Ramaswamy co-founded the anti-ESG investment firm Strive Asset Management in Columbus in 2022. In November 2024, the firm announced it was relocating its headquarters from Columbus to Dallas, moving most of its Columbus staff and roughly $1.7 billion in assets under management to Texas. He launched his campaign for governor about three months later, in February 2025. Separately, the Associated Press has reported that a Roivant subsidiary, Genevant Sciences, and a partner firm reached a $2.25 billion settlement with Moderna over vaccine technology — part of a pandemic-era record TiffinOhio.net has examined in detail.
A self-funded campaign and questions about who benefits
Ramaswamy, whose net worth has been estimated at roughly $1.8 billion, loaned his own campaign $25 million in 2026 — about 83% of what his campaign raised that year. Because the money is structured as a loan, he can repay himself from funds the campaign raises later.

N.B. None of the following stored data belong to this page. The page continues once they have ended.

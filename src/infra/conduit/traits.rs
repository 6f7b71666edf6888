use crate::domain::{
    DiffId, DiffPhid, DiffSnapshot, ParentEdge, RevisionPhid, RevisionRecord, StackError,
    StackResult, UserIdentity,
};
use crate::infra::conduit::envelope::{
    DiffRecord, EdgeRecord, RevisionSearchRecord, SearchPage, WhoAmIRecord, decode,
};
use serde_json::{Value, json};

/// Edge type linking a revision to the revisions it depends on.
pub const REVISION_PARENT_EDGE: &str = "revision.parent";

/// Selects diffs for `differential.diff.search`.
#[derive(Debug, Clone, PartialEq, Eq)]
pub enum DiffQuery {
    Phids(Vec<DiffPhid>),
    Ids(Vec<DiffId>),
    Revision(RevisionPhid),
}

impl DiffQuery {
    fn constraints(&self) -> Value {
        match self {
            DiffQuery::Phids(phids) => json!({ "phids": phids }),
            DiffQuery::Ids(ids) => json!({ "ids": ids }),
            DiffQuery::Revision(phid) => json!({ "revisionPHIDs": [phid] }),
        }
    }
}

/// Selects a single revision for `differential.revision.search`.
#[derive(Debug, Clone, PartialEq, Eq)]
pub enum RevisionQuery {
    Phid(RevisionPhid),
    Id(u64),
}

impl RevisionQuery {
    fn constraints(&self) -> Value {
        match self {
            RevisionQuery::Phid(phid) => json!({ "phids": [phid] }),
            RevisionQuery::Id(id) => json!({ "ids": [id] }),
        }
    }

    fn describe(&self) -> String {
        match self {
            RevisionQuery::Phid(phid) => phid.to_string(),
            RevisionQuery::Id(id) => format!("D{id}"),
        }
    }
}

/// Synchronous Conduit transport.
///
/// Implementors only provide [`Conduit::call`]; the typed API methods are
/// built on top of it and validate every response shape.
pub trait Conduit {
    /// Call `method` with `params` and return the envelope's `result`.
    fn call(&self, method: &str, params: Value) -> StackResult<Value>;

    fn whoami(&self) -> StackResult<UserIdentity> {
        let method = "user.whoami";
        let record: WhoAmIRecord = decode(method, self.call(method, json!({}))?)?;
        Ok(record.into())
    }

    fn search_diffs(&self, query: &DiffQuery) -> StackResult<Vec<DiffSnapshot>> {
        let method = "differential.diff.search";
        let result = self.call(method, json!({ "constraints": query.constraints() }))?;
        let page: SearchPage<DiffRecord> = decode(method, result)?;
        Ok(page.data.into_iter().map(DiffSnapshot::from).collect())
    }

    /// Load exactly one diff by its PHID.
    fn load_diff(&self, phid: &DiffPhid) -> StackResult<DiffSnapshot> {
        let diffs = self.search_diffs(&DiffQuery::Phids(vec![phid.clone()]))?;
        exactly_one(diffs, || phid.to_string())
    }

    /// Load exactly one diff by its numeric id.
    fn load_diff_by_id(&self, id: DiffId) -> StackResult<DiffSnapshot> {
        let diffs = self.search_diffs(&DiffQuery::Ids(vec![id]))?;
        exactly_one(diffs, || format!("diff {id}"))
    }

    /// Raw unified patch text of a diff.
    fn load_raw_diff(&self, id: DiffId) -> StackResult<String> {
        let method = "differential.getrawdiff";
        decode(method, self.call(method, json!({ "diffID": id }))?)
    }

    fn load_revision(&self, query: &RevisionQuery) -> StackResult<RevisionRecord> {
        let method = "differential.revision.search";
        let result = self.call(method, json!({ "constraints": query.constraints() }))?;
        let page: SearchPage<RevisionSearchRecord> = decode(method, result)?;
        let revisions = page.data.into_iter().map(RevisionRecord::from).collect();
        exactly_one(revisions, || query.describe())
    }

    /// Outgoing `revision.parent` edges of a revision.
    fn search_parent_edges(&self, source: &RevisionPhid) -> StackResult<Vec<ParentEdge>> {
        let method = "edge.search";
        let result = self.call(
            method,
            json!({
                "types": [REVISION_PARENT_EDGE],
                "sourcePHIDs": [source],
            }),
        )?;
        let page: SearchPage<EdgeRecord> = decode(method, result)?;
        Ok(page.data.into_iter().map(ParentEdge::from).collect())
    }
}

fn exactly_one<T>(mut items: Vec<T>, describe: impl FnOnce() -> String) -> StackResult<T> {
    if items.len() != 1 {
        return Err(StackError::RevisionNotFound(describe()));
    }
    items.pop().ok_or_else(|| StackError::RevisionNotFound(String::new()))
}
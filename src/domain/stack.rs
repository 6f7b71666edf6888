//! Patch stack domain types.

use crate::domain::diff::{DiffId, VcsRevision};
use crate::domain::phid::DiffPhid;
use serde::{Deserialize, Serialize};

/// One diff of the stack paired with its raw patch text.
#[derive(Debug, Clone, PartialEq, Eq, Serialize, Deserialize)]
pub struct PatchStackEntry {
    pub diff_phid: DiffPhid,
    pub diff_id: DiffId,
    pub patch: String,
}

/// Why the declared base revision was replaced by the default one.
#[derive(Debug, Clone, PartialEq, Eq, Serialize, Deserialize)]
#[serde(tag = "reason", rename_all = "snake_case")]
pub enum BaseFallback {
    /// No diff in the chain declared a base revision.
    Missing,
    /// The declared base is not present in the working copy.
    Unavailable { declared: VcsRevision },
}

/// Outcome of base revision resolution.
#[derive(Debug, Clone, PartialEq, Eq)]
pub struct BaseResolution {
    pub revision: VcsRevision,
    pub fallback: Option<BaseFallback>,
}

/// State of the working copy after checkout.
#[derive(Debug, Clone, PartialEq, Eq, Serialize, Deserialize)]
pub struct WorkingCopyRevision {
    /// Full revision hash.
    pub node: String,
    /// First line of the revision description.
    pub summary: String,
}

/// Ordered patches ready for sequential application.
///
/// `entries[0]` is the most distant ancestor and the last entry is the
/// requested diff. Applying them in order on top of `base` reproduces the
/// requested diff's tree.
#[derive(Debug, Clone, PartialEq, Eq, Serialize, Deserialize)]
pub struct PatchStack {
    pub base: VcsRevision,
    pub base_fallback: Option<BaseFallback>,
    pub working_copy: WorkingCopyRevision,
    pub entries: Vec<PatchStackEntry>,
}

impl PatchStack {
    pub fn target(&self) -> Option<&PatchStackEntry> {
        self.entries.last()
    }

    /// Diffs that must be applied before the target, oldest first.
    pub fn ancestors(&self) -> &[PatchStackEntry] {
        match self.entries.split_last() {
            Some((_, rest)) => rest,
            None => &[],
        }
    }
}
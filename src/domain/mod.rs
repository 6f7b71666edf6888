//! Domain types for phabstack.
//! Identities, diff records and the patch stack produced for a working copy.

pub mod diff;
pub mod error;
pub mod phid;
pub mod stack;

pub use diff::*;
pub use error::*;
pub use phid::*;
pub use stack::*;
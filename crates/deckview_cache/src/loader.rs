//! Fetch + normalize pipeline run for each slide.

use std::sync::Arc;

use async_trait::async_trait;
use deckview_fetch::ContentSource;
use deckview_render::Normalizer;

use crate::{Slide, SlideError};

/// Produces the sanitized HTML body of a slide.
///
/// The cache calls `load` at most once per slide, from a background task.
#[async_trait]
pub trait SlideLoader: Send + Sync {
    /// Loads and normalizes the slide.
    async fn load(&self, slide: &Slide) -> Result<String, SlideError>;
}

/// The production loader: fetch the address, then normalize the bytes.
///
/// Raw bytes are dropped as soon as normalization finishes.
pub struct FetchNormalizeLoader {
    source: Arc<dyn ContentSource>,
    normalizer: Arc<Normalizer>,
}

impl FetchNormalizeLoader {
    /// Creates a loader over the given source and normalizer.
    pub fn new(source: Arc<dyn ContentSource>, normalizer: Arc<Normalizer>) -> Self {
        Self { source, normalizer }
    }
}

#[async_trait]
impl SlideLoader for FetchNormalizeLoader {
    async fn load(&self, slide: &Slide) -> Result<String, SlideError> {
        let content = self.source.fetch(&slide.address).await?;
        let html = self
            .normalizer
            .normalize(&content.bytes, &content.content_type)?;
        Ok(html)
    }
}
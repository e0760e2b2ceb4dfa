//! Show command implementation

use miette::{IntoDiagnostic, Result};
use tracing::error;

use deckview_core::DeckError;

use crate::cli::Cli;
use crate::utils::{create_tokio_runtime, load_deck};

pub fn run_show(cli: &Cli, index: usize) -> Result<bool> {
    create_tokio_runtime()?.block_on(async {
        let deck = load_deck(cli).await?;
        let handle = deck.display(index).into_diagnostic()?;

        match handle.wait().await {
            Ok(body) => {
                println!("{}", body);
                Ok(false)
            }
            Err(e @ DeckError::Slide { .. }) => {
                error!("{}", e);
                Ok(true)
            }
            Err(e) => Err(e).into_diagnostic(),
        }
    })
}
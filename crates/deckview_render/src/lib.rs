//! # deckview_render
//!
//! Turns fetched slide bytes into HTML that is safe to display.
//!
//! This crate provides:
//! - Content-type dispatch with a sniffing fallback ([`ContentKind`], [`sniff_content_type`])
//! - Charset-aware text decoding ([`decode_text`]), UTF-8 by default
//! - Markdown to HTML conversion using `markdown-rs`
//! - An unconditional sanitization pass using `ammonia`
//! - Hyperlink extraction for manifest discovery ([`extract_links`])
//!
//! ## Example
//!
//! ```rust
//! use deckview_render::Normalizer;
//!
//! let normalizer = Normalizer::new();
//! let html = normalizer
//!     .normalize(b"# Intro\n\nHello", "text/markdown; charset=utf-8")
//!     .unwrap();
//! assert!(html.contains("<h1>Intro</h1>"));
//! ```

mod charset;
mod error;
mod links;
mod markdown;
mod normalizer;
mod sanitize;
mod sniff;

pub use charset::{charset_label, decode_text};
pub use error::ConversionError;
pub use links::{Link, extract_links};
pub use markdown::markdown_to_html;
pub use normalizer::{ContentKind, Normalizer};
pub use sanitize::{Sanitizer, escape_text};
pub use sniff::sniff_content_type;
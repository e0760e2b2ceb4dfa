//! Content source abstraction.

use async_trait::async_trait;

use crate::error::FetchError;

/// Raw response for one address.
#[derive(Debug, Clone, PartialEq, Eq)]
pub struct FetchedContent {
    /// Full response body.
    pub bytes: Vec<u8>,
    /// Content type declared by the transport. May be empty or generic.
    pub content_type: String,
}

impl FetchedContent {
    /// Creates a new fetched content value.
    pub fn new(bytes: impl Into<Vec<u8>>, content_type: impl Into<String>) -> Self {
        Self {
            bytes: bytes.into(),
            content_type: content_type.into(),
        }
    }
}

/// Something that can fetch the bytes behind a slide address.
///
/// Implementations must be safe to call from many tasks at once. They must not
/// retry on their own.
#[async_trait]
pub trait ContentSource: Send + Sync {
    /// Fetches the full body for `address`.
    async fn fetch(&self, address: &str) -> Result<FetchedContent, FetchError>;
}

/// Guesses a content type from the address extension.
///
/// Used when the transport declared no type or a generic one. Returns an empty
/// string when the extension is not one the normalizer understands.
pub fn content_type_hint(address: &str) -> &'static str {
    let path = address
        .split(['?', '#'])
        .next()
        .unwrap_or_default()
        .to_ascii_lowercase();

    if path.ends_with(".md") || path.ends_with(".markdown") {
        "text/markdown"
    } else if path.ends_with(".html") || path.ends_with(".htm") {
        "text/html"
    } else {
        ""
    }
}
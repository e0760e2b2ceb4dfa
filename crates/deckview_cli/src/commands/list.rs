//! List command implementation

use miette::{IntoDiagnostic, Result};

use crate::cli::{Cli, OutputFormat};
use crate::output::output_slides;
use crate::utils::{create_tokio_runtime, load_deck};

pub fn run_list(cli: &Cli, format: OutputFormat) -> Result<bool> {
    let slides = create_tokio_runtime()?.block_on(async {
        let deck = load_deck(cli).await?;
        deck.slides().into_diagnostic()
    })?;

    output_slides(&slides, format)?;
    Ok(false)
}
//! Deck error types.

use deckview_cache::{CacheError, SlideError};
use thiserror::Error;

use crate::discovery::DiscoveryError;

/// Errors that can occur while loading or navigating a deck.
#[derive(Debug, Error)]
pub enum DeckError {
    /// Configuration error.
    #[error("Configuration error: {0}")]
    Config(String),

    /// No slide index could be loaded.
    #[error(transparent)]
    Discovery(#[from] DiscoveryError),

    /// The deck has not been loaded yet.
    #[error("Slide show is not loaded")]
    NotLoaded,

    /// `load` was called on a deck that is loading or loaded.
    #[error("Slide show is already loaded")]
    AlreadyLoaded,

    /// The slide index is not part of the manifest.
    #[error("Slide index {index} out of range (deck has {len} slides)")]
    OutOfRange { index: usize, len: usize },

    /// A single slide failed to load.
    #[error("Slide #{index} failed: {source}")]
    Slide {
        index: usize,
        #[source]
        source: SlideError,
    },

    /// Internal error.
    #[error("Internal error: {0}")]
    Internal(String),
}

impl DeckError {
    /// Creates a configuration error.
    pub fn config(message: impl Into<String>) -> Self {
        Self::Config(message.into())
    }

    pub(crate) fn from_cache(index: usize, err: CacheError) -> Self {
        match err {
            CacheError::OutOfRange { index, len } => Self::OutOfRange { index, len },
            CacheError::Slide(source) => Self::Slide { index, source },
            err @ CacheError::NoRuntime => Self::Internal(err.to_string()),
        }
    }
}
//! HTML sanitization.

use ammonia::Builder;

/// Tags allowed on top of ammonia's default whitelist.
const EXTRA_TAGS: &[&str] = &["section", "main"];

/// Tags whose `class` attribute survives, for syntax-highlighting hooks.
const CLASS_TAGS: &[&str] = &["code", "pre", "span"];

/// Tags removed together with everything inside them.
const CLEAN_CONTENT_TAGS: &[&str] = &[
    "title", "noscript", "iframe", "noembed", "noframes", "nav", "object", "script", "style",
];

/// Relationship forced onto every link.
const LINK_REL: &str = "nofollow noopener noreferrer";

/// Strips unsafe markup from HTML fragments.
///
/// The policy is the permissive "user-generated content" one: common
/// structure and formatting tags stay, while scripts, styles, event handler
/// attributes and unsafe URL schemes are removed. Relative URLs pass through.
/// Document chrome such as `<title>` and `<nav>` is dropped along with its
/// text, so a full HTML page reduces to its body content.
#[derive(Debug)]
pub struct Sanitizer {
    builder: Builder<'static>,
}

impl Sanitizer {
    /// Creates a sanitizer with the user-generated content policy.
    pub fn ugc() -> Self {
        let mut builder = Builder::default();
        // ammonia rejects a tag that is both allowed and content-cleaned
        builder
            .add_tags(EXTRA_TAGS)
            .rm_tags(&["nav"])
            .add_clean_content_tags(CLEAN_CONTENT_TAGS)
            .link_rel(Some(LINK_REL));
        for tag in CLASS_TAGS {
            builder.add_tag_attributes(*tag, &["class"]);
        }
        Self { builder }
    }

    /// Sanitizes an HTML fragment.
    pub fn clean(&self, html: &str) -> String {
        self.builder.clean(html).to_string()
    }
}

/// Escapes plain text for safe insertion into HTML.
pub fn escape_text(text: &str) -> String {
    ammonia::clean_text(text)
}

impl Default for Sanitizer {
    fn default() -> Self {
        Self::ugc()
    }
}
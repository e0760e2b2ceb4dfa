//! JSON output formatter

use deckview_core::Slide;
use miette::{IntoDiagnostic, Result};

/// Manifest as a JSON array of `{index, title, address}` objects.
pub fn manifest_json(slides: &[Slide]) -> serde_json::Value {
    slides
        .iter()
        .enumerate()
        .map(|(index, slide)| {
            serde_json::json!({
                "index": index,
                "title": slide.title,
                "address": slide.address,
            })
        })
        .collect()
}

pub fn output_json(slides: &[Slide]) -> Result<()> {
    println!(
        "{}",
        serde_json::to_string_pretty(&manifest_json(slides)).into_diagnostic()?
    );
    Ok(())
}
//! Export command implementation

use std::fs;
use std::path::Path;

use miette::{IntoDiagnostic, Result, WrapErr};
use tracing::{info, warn};

use deckview_core::{DeckError, error_placeholder};

use crate::cli::Cli;
use crate::output::manifest_json;
use crate::utils::{create_tokio_runtime, load_deck};

pub fn run_export(cli: &Cli, dir: &Path) -> Result<bool> {
    fs::create_dir_all(dir)
        .into_diagnostic()
        .wrap_err_with(|| format!("Failed to create {}", dir.display()))?;

    create_tokio_runtime()?.block_on(async {
        let deck = load_deck(cli).await?;
        let slides = deck.slides().into_diagnostic()?;

        let index_path = dir.join("index.json");
        let manifest = serde_json::to_string_pretty(&manifest_json(&slides)).into_diagnostic()?;
        fs::write(&index_path, manifest).into_diagnostic()?;

        // Each display prefetches the following slide while this one is written.
        let mut failed = 0;
        for (index, slide) in slides.iter().enumerate() {
            let html = match deck.display(index).into_diagnostic()?.wait().await {
                Ok(body) => body.to_string(),
                Err(DeckError::Slide { source, .. }) => {
                    warn!("Slide #{} ({}) failed: {}", index, slide.address, source);
                    failed += 1;
                    error_placeholder(slide, &source)
                }
                Err(e) => return Err(e).into_diagnostic(),
            };

            let path = dir.join(format!("{:03}.html", index));
            fs::write(&path, html)
                .into_diagnostic()
                .wrap_err_with(|| format!("Failed to write {}", path.display()))?;
        }

        info!(
            "Exported {} slides to {} ({} failed)",
            slides.len(),
            dir.display(),
            failed
        );
        Ok(failed > 0)
    })
}
//! Text output formatter

use deckview_core::Slide;

pub fn output_text(slides: &[Slide]) {
    for (index, slide) in slides.iter().enumerate() {
        let title = if slide.title.is_empty() {
            "(untitled)"
        } else {
            slide.title.as_str()
        };
        println!("{:>3}  {:<40} {}", index, title, slide.address);
    }

    println!();
    println!("{} slides", slides.len());
}
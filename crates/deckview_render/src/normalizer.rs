//! Content-type dispatch from raw bytes to sanitized HTML.

use tracing::debug;

use crate::charset::decode_text;
use crate::markdown::markdown_to_html;
use crate::sanitize::Sanitizer;
use crate::sniff::sniff_content_type;
use crate::ConversionError;

/// Source formats the normalizer can convert.
#[derive(Debug, Clone, Copy, PartialEq, Eq)]
pub enum ContentKind {
    /// HTML, used directly.
    Html,
    /// Markdown, compiled to HTML.
    Markdown,
}

impl ContentKind {
    /// Maps a content type to a supported kind.
    ///
    /// Only the media type is compared (ASCII case-insensitive); parameters
    /// such as `charset` are ignored.
    pub fn from_content_type(content_type: &str) -> Option<Self> {
        let essence = content_type.split(';').next().unwrap_or_default().trim();
        if essence.eq_ignore_ascii_case("text/html") {
            Some(Self::Html)
        } else if essence.eq_ignore_ascii_case("text/markdown") {
            Some(Self::Markdown)
        } else {
            None
        }
    }
}

/// Converts fetched bytes into sanitized HTML.
///
/// Dispatch order, first match wins:
/// 1. declared `text/html` is used as HTML
/// 2. declared `text/markdown` is compiled from Markdown
/// 3. otherwise the bytes are sniffed and 1-2 are applied to the sniffed type
/// 4. anything else is [`ConversionError::UnknownContentType`]
///
/// Text is decoded by the declared `charset` and defaults to UTF-8. The
/// resulting HTML always goes through the sanitizer, including HTML that was
/// served directly.
#[derive(Debug, Default)]
pub struct Normalizer {
    sanitizer: Sanitizer,
}

impl Normalizer {
    /// Creates a normalizer with the default sanitization policy.
    pub fn new() -> Self {
        Self::with_sanitizer(Sanitizer::ugc())
    }

    /// Creates a normalizer with a custom sanitizer.
    pub fn with_sanitizer(sanitizer: Sanitizer) -> Self {
        Self { sanitizer }
    }

    /// Resolves the content kind, sniffing when the declared type is unknown.
    pub fn detect(&self, bytes: &[u8], declared: &str) -> Result<ContentKind, ConversionError> {
        if let Some(kind) = ContentKind::from_content_type(declared) {
            return Ok(kind);
        }

        let sniffed = sniff_content_type(bytes);
        debug!("Declared content type `{}` unknown, sniffed `{}`", declared, sniffed);
        ContentKind::from_content_type(sniffed)
            .ok_or_else(|| ConversionError::unknown_content_type(declared, sniffed))
    }

    /// Produces sanitized HTML from raw bytes.
    pub fn normalize(&self, bytes: &[u8], declared: &str) -> Result<String, ConversionError> {
        let kind = self.detect(bytes, declared)?;
        let text = decode_text(bytes, declared)?;

        let html = match kind {
            ContentKind::Html => self.sanitizer.clean(&text),
            ContentKind::Markdown => self.sanitizer.clean(&markdown_to_html(&text)?),
        };
        Ok(html)
    }
}
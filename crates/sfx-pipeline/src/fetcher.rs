//! Source video download.

use std::time::Duration;

use async_trait::async_trait;
use reqwest::{Client, StatusCode};
use tracing::{debug, info};

use crate::error::{PipelineError, PipelineResult};

/// Anything that can produce the raw bytes of a video from its URL.
#[cfg_attr(test, mockall::automock)]
#[async_trait]
pub trait VideoSource: Send + Sync {
    async fn fetch(&self, url: &str) -> PipelineResult<Vec<u8>>;
}

/// Downloads videos over HTTP(S).
///
/// Certificate verification is disabled: sources are arbitrary caller
/// supplied hosts, often with self-signed or misconfigured certificates.
pub struct HttpVideoFetcher {
    http: Client,
}

impl HttpVideoFetcher {
    pub fn new(timeout: Duration) -> PipelineResult<Self> {
        let http = Client::builder()
            .timeout(timeout)
            .danger_accept_invalid_certs(true)
            .build()
            .map_err(|e| PipelineError::config(format!("Failed to build HTTP client: {}", e)))?;

        Ok(Self { http })
    }
}

#[async_trait]
impl VideoSource for HttpVideoFetcher {
    async fn fetch(&self, url: &str) -> PipelineResult<Vec<u8>> {
        info!("Downloading video from: {}", url);

        let response = self
            .http
            .get(url)
            .send()
            .await
            .map_err(|e| PipelineError::fetch(e.to_string()))?;

        let status = response.status();
        if status != StatusCode::OK {
            return Err(PipelineError::fetch(format!(
                "Failed to download video: {}",
                status.as_u16()
            )));
        }

        let bytes = response
            .bytes()
            .await
            .map_err(|e| PipelineError::fetch(e.to_string()))?;

        debug!("Downloaded {} bytes", bytes.len());
        Ok(bytes.to_vec())
    }
}
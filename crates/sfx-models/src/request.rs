//! Inbound processing request.

use serde::{Deserialize, Serialize};
use validator::Validate;

/// A request to score a video with generated ambient audio.
#[derive(Debug, Clone, PartialEq, Eq, Serialize, Deserialize, Validate)]
pub struct VideoRequest {
    /// Absolute URL of the source video
    #[validate(url, length(min = 1, max = 2048))]
    pub video_url: String,

    /// Free-text direction from the user (e.g. "make it stormy")
    pub user_prompt: String,
}

impl VideoRequest {
    pub fn new(video_url: impl Into<String>, user_prompt: impl Into<String>) -> Self {
        Self {
            video_url: video_url.into(),
            user_prompt: user_prompt.into(),
        }
    }
}
//! Client for the Mirelo video-to-SFX service.
//!
//! Each call asks the service to synthesize one sound effect for a slice of a
//! video, steered by a text prompt and a seed. The client performs a single
//! request per call; callers decide what a failed attempt means.

pub mod client;
pub mod error;
pub mod types;

pub use client::{MireloClient, MireloConfig};
pub use error::{MireloError, MireloResult};
pub use types::SfxResponse;
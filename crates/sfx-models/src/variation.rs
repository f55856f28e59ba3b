//! Synthesis requests for individual variations.

use serde::{Deserialize, Serialize};

use crate::event::EventDescriptor;

/// Number of independent variations requested per event.
pub const VARIATIONS_PER_EVENT: u32 = 3;

/// Seed for the given 0-indexed attempt: 55, 155, 255, ...
pub fn variation_seed(attempt: u32) -> u32 {
    attempt * 100 + 55
}

/// Body of one request to the SFX synthesis provider.
#[derive(Debug, Clone, PartialEq, Serialize, Deserialize)]
pub struct VariationRequest {
    pub video_url: String,
    /// Seconds into the source video
    pub start_offset: f64,
    /// Seconds, at least 1.0
    pub duration: f64,
    pub text_prompt: String,
    pub model_version: String,
    pub seed: u32,
}

impl VariationRequest {
    /// Build the request for one attempt at an event.
    pub fn for_attempt(
        video_url: &str,
        event: &EventDescriptor,
        attempt: u32,
        model_version: &str,
    ) -> Self {
        Self {
            video_url: video_url.to_string(),
            start_offset: event.start_offset(),
            duration: event.synthesis_duration(),
            text_prompt: event.audio_prompt.clone(),
            model_version: model_version.to_string(),
            seed: variation_seed(attempt),
        }
    }
}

His signature tax proposals have drawn scrutiny over who would benefit. Ramaswamy has proposed phasing out Ohio’s income tax beginning with the capital gains tax; the nonpartisan Ohio Legislative Service Commission has estimated that step alone would cost the state between $615 million and $645 million a year, with nearly 82% of the benefit flowing to Ohioans earning more than $200,000. His own April 6 filing with the Ohio Ethics Commission disclosed $768,968 in capital gains from a stock sale — the kind of income his plan would exempt. Independent analyses by the Legislative Service Commission, Policy Matters Ohio, the Institute on Taxation and Economic Policy and the progressive group Innovation Ohio have reached a common conclusion: his tax agenda would deliver its largest benefits to wealthy Ohioans and corporations while shifting costs toward working families. Innovation Ohio has estimated that his plan to roll property taxes back to 2021 levels would cut roughly $6.6 billion a year from local budgets, including about $4 billion from schools, with no replacement revenue identified.
Ramaswamy has also faced questions about promoting industries he holds a personal financial stake in. His financial disclosure shows holdings in cryptocurrency and in Strive, which has committed much of its treasury to Bitcoin, even as he has urged Ohio to expand crypto and data-center development that the governor’s office would help regulate. His campaign has not publicly addressed the overlap between his holdings and the policies he supports.
Ramaswamy has centered his campaign on cutting taxes and regulation, arguing that lower taxes would spur growth that lifts the whole state. At his February 2025 launch, he pledged to make Ohio “the top state in the country to start and grow a business,” called for eliminating the state income tax and rolling back property taxes, and said he would cut business regulations. His running mate is Ohio Senate President Rob McColley. The Ohio Democratic Party’s announcement of Tuesday’s event did not include a response from Ramaswamy’s campaign.
Ramaswamy won the Republican primary in May and faces Acton in the Nov. 3 general election. The winner will succeed Republican Gov. Mike DeWine, who is barred by term limits from seeking re-election.